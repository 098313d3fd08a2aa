use crate::error::Result;
use crate::framing::{build_packet, packet_to_bits};
use crate::fsk::FskModulator;

/// Encodes a text message into an AFSK sample sequence ready for playback.
pub struct Encoder {
    modulator: FskModulator,
}

impl Encoder {
    pub fn new() -> Self {
        Self {
            modulator: FskModulator::new(),
        }
    }

    /// Build the wire packet and modulate every bit in order.
    ///
    /// Returns the full signal: preamble, sync word, header, payload, and
    /// CRC, one tone burst per bit.
    pub fn encode(&self, message: &str, id_tx: u8, id_rx: u8) -> Result<Vec<f32>> {
        let packet = build_packet(message, id_tx, id_rx)?;
        let bits = packet_to_bits(&packet);
        self.modulator.modulate_bits(&bits)
    }
}

impl Default for Encoder {
    fn default() -> Self {
        Self::new()
    }
}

• [What the exercise asks]
Repeat, without changes, every line from the one that contains "pub fn new()" through the final line of the data.

• [Solution]
    pub fn new() -> Self {
        Self {
            modulator: FskModulator::new(),
        }
    }

    /// Build the wire packet and modulate every bit in order.
    ///
    /// Returns the full signal: preamble, sync word, header, payload, and
    /// CRC, one tone burst per bit.
    pub fn encode(&self, message: &str, id_tx: u8, id_rx: u8) -> Result<Vec<f32>> {
        let packet = build_packet(message, id_tx, id_rx)?;
        let bits = packet_to_bits(&packet);
        self.modulator.modulate_bits(&bits)
    }
}

impl Default for Encoder {
    fn default() -> Self {
        Self::new()
    }
}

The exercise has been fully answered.